I want to take the string foofoofoo, map foo to bar, and return all individual replacements as an array - ['barfoofoo', 'foobarfoo', 'foofoobar']
This is the best I have:
require 'pp'
def replace(string, pattern, replacement)
results = []
string.length.times do |idx|
match_index = (Regexp.new(pattern) =~ string[idx..-1])
next unless match_index
match_index = idx + match_index
prefix = ''
if match_index > 0
prefix = string[0..match_index - 1]
end
suffix = ''
if match_index < string.length - pattern.length - 1
suffix = string[match_index + pattern.length..-1]
end
results << prefix + replacement + suffix
end
results.uniq
end
pp replace("foofoofoo", 'foo', 'bar')
This works (at least for this test case), but seems too verbose and hacky.

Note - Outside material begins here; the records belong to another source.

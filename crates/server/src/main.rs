//! UniVerse server entry point.

use std::net::SocketAddr;
use std::sync::Arc;
use std::time::Duration;

use axum::{Router, middleware};
use tokio::signal;
use tower_http::{
    compression::CompressionLayer,
    cors::{Any, CorsLayer},
    limit::RequestBodyLimitLayer,
    timeout::TimeoutLayer,
    trace::TraceLayer,
};
use tracing::info;
use tracing_subscriber::{EnvFilter, layer::SubscriberExt, util::SubscriberInitExt};
use universe_api::{AppState, auth_middleware, router as api_router};
use universe_common::Config;
use universe_core::AiService;

/// Request bodies are JSON only; media lives in object storage.
const MAX_BODY_BYTES: usize = 2 * 1024 * 1024;

/// Waits for a shutdown signal (SIGINT or SIGTERM).
///
/// On Unix systems, this listens for both SIGINT (Ctrl+C) and SIGTERM.
/// On Windows, this only listens for Ctrl+C.
async fn shutdown_signal() {
    let ctrl_c = async {
        if let Err(e) = signal::ctrl_c().await {
            tracing::error!(error = %e, "Failed to install Ctrl+C handler");
            std::future::pending::<()>().await;
        }
    };

    #[cfg(unix)]
    let terminate = async {
        match signal::unix::signal(signal::unix::SignalKind::terminate()) {
            Ok(mut stream) => {
                stream.recv().await;
            }
            Err(e) => {
                tracing::error!(error = %e, "Failed to install SIGTERM handler");
                std::future::pending::<()>().await;
            }
        }
    };

    #[cfg(not(unix))]
    let terminate = std::future::pending::<()>();

    tokio::select! {
        () = ctrl_c => {
            info!("Received SIGINT, initiating graceful shutdown...");
        },
        () = terminate => {
            info!("Received SIGTERM, initiating graceful shutdown...");
        },
    }
}

fn init_tracing() {
    let filter = EnvFilter::try_from_default_env()
        .unwrap_or_else(|_| "universe=debug,tower_http=debug,sea_orm=info".into());

    let json = std::env::var("UNIVERSE_LOG_FORMAT").is_ok_and(|v| v.eq_ignore_ascii_case("json"));
    let registry = tracing_subscriber::registry().with(filter);
    if json {
        registry.with(tracing_subscriber::fmt::layer().json()).init();
    } else {
        registry.with(tracing_subscriber::fmt::layer()).init();
    }
}

#[tokio::main]
async fn main() -> Result<(), Box<dyn std::error::Error>> {
    init_tracing();
    info!("Starting UniVerse server...");

    // Load configuration
    let config = Config::load()?;

    // Connect to database
    let db = universe_db::init(&config).await?;
    info!("Connected to database");

    // Run migrations
    info!("Running database migrations...");
    universe_db::migrate(&db).await?;
    info!("Migrations completed");

    let ai_service = if config.ai.enabled {
        Some(AiService::from_config(&config.ai)?)
    } else {
        info!("AI helpers disabled");
        None
    };

    let state = AppState::new(Arc::new(db), ai_service);

    let app = Router::new()
        .nest("/api", api_router())
        .layer(middleware::from_fn_with_state(state.clone(), auth_middleware))
        .layer(CompressionLayer::new())
        .layer(TraceLayer::new_for_http())
        .layer(TimeoutLayer::new(Duration::from_secs(
            config.server.request_timeout_secs,
        )))
        .layer(RequestBodyLimitLayer::new(MAX_BODY_BYTES))
        .layer(
            CorsLayer::new()
                .allow_origin(Any)
                .allow_methods(Any)
                .allow_headers(Any),
        )
        .with_state(state);

    // Start server with graceful shutdown
    let addr: SocketAddr = format!("{}:{}", config.server.host, config.server.port).parse()?;
    info!("Listening on {}", addr);

    let listener = tokio::net::TcpListener::bind(addr).await?;
    axum::serve(listener, app)
        .with_graceful_shutdown(shutdown_signal())
        .await?;

    info!("Server shutdown complete");
    Ok(())
}
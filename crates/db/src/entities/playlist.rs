//! Playlist entity.

use sea_orm::entity::prelude::*;
use serde::{Deserialize, Serialize};

#[derive(Clone, Debug, PartialEq, Eq, DeriveEntityModel, Serialize, Deserialize)]
#[sea_orm(table_name = "playlist")]
pub struct Model {
    #[sea_orm(primary_key, auto_increment = false)]
    pub id: String,

    #[sea_orm(indexed)]
    pub user_id: String,

    pub title: String,

    #[sea_orm(column_type = "Text", nullable)]
    pub description: Option<String>,

    #[sea_orm(default_value = true)]
    pub is_public: bool,

    pub created_at: DateTimeWithTimeZone,

    #[sea_orm(nullable)]
    pub updated_at: Option<DateTimeWithTimeZone>,
}

#[derive(Copy, Clone, Debug, EnumIter, DeriveRelation)]
pub enum Relation {
    #[sea_orm(
        belongs_to = "super::user::Entity",
        from = "Column::UserId",
        to = "super::user::Column::Id",
        on_delete = "Cascade"
    )]
    User,
}

impl Related<super::video::Entity> for Entity {
    fn to() -> RelationDef {
        super::playlist_video::Relation::Video.def()
    }

    fn via() -> Option<RelationDef> {
        Some(super::playlist_video::Relation::Playlist.def().rev())
    }
}

impl ActiveModelBehavior for ActiveModel {}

Can I do better, perhaps by using string#gsub with a block or some such?
It is easy to do with pre_match ($`) and post_match ($'):
def replace_matches(str, re, repl)
return enum_for(:replace_matches, str, re, repl) unless block_given?
str.scan(re) do
yield "#$`#{repl}#$'"
end
end
str = "foofoofoo"
# block usage
replace_matches(str, /foo/, "bar") { |x| puts x }
# enum usage
puts replace_matches(str, /foo/, "bar").to_a
EDIT: If you have overlapping matches, then it becomes harder, as regular expressions aren't really equipped to deal with it. So you can do it like this:
def replace_matches(str, re, repl)
return enum_for(:replace_matches, str, re, repl) unless block_given?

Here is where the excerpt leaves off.